■ TASK BRIEF: Pick out every line in the data below that holds "Deserialize".

#### INFORMATION ####

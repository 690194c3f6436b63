//! Shipping quotes and the chosen shipping method.

use serde::{Deserialize, Serialize};

use super::id::ShippingMethodId;
use super::price::Price;

/// A shipping method quoted by the backend for the cart's seller.
#[derive(Debug, Clone, PartialEq, Eq, Serialize, Deserialize)]
pub struct ShippingOption {
    pub id: ShippingMethodId,
    pub title: String,
    pub cost: Price,
    pub duration: Option<String>,
}

impl ShippingOption {
    #[must_use]
    pub const fn selection(&self) -> ShippingSelection {
        ShippingSelection {
            method: self.id,
            cost: self.cost,
        }
    }
}

/// The shopper's chosen shipping method and its price.
#[derive(Debug, Clone, Copy, PartialEq, Eq, Serialize, Deserialize)]
pub struct ShippingSelection {
    pub method: ShippingMethodId,
    pub cost: Price,
}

####

■ EXERCISE RESULT:
use serde::{Deserialize, Serialize};
#[derive(Debug, Clone, PartialEq, Eq, Serialize, Deserialize)]
#[derive(Debug, Clone, Copy, PartialEq, Eq, Serialize, Deserialize)]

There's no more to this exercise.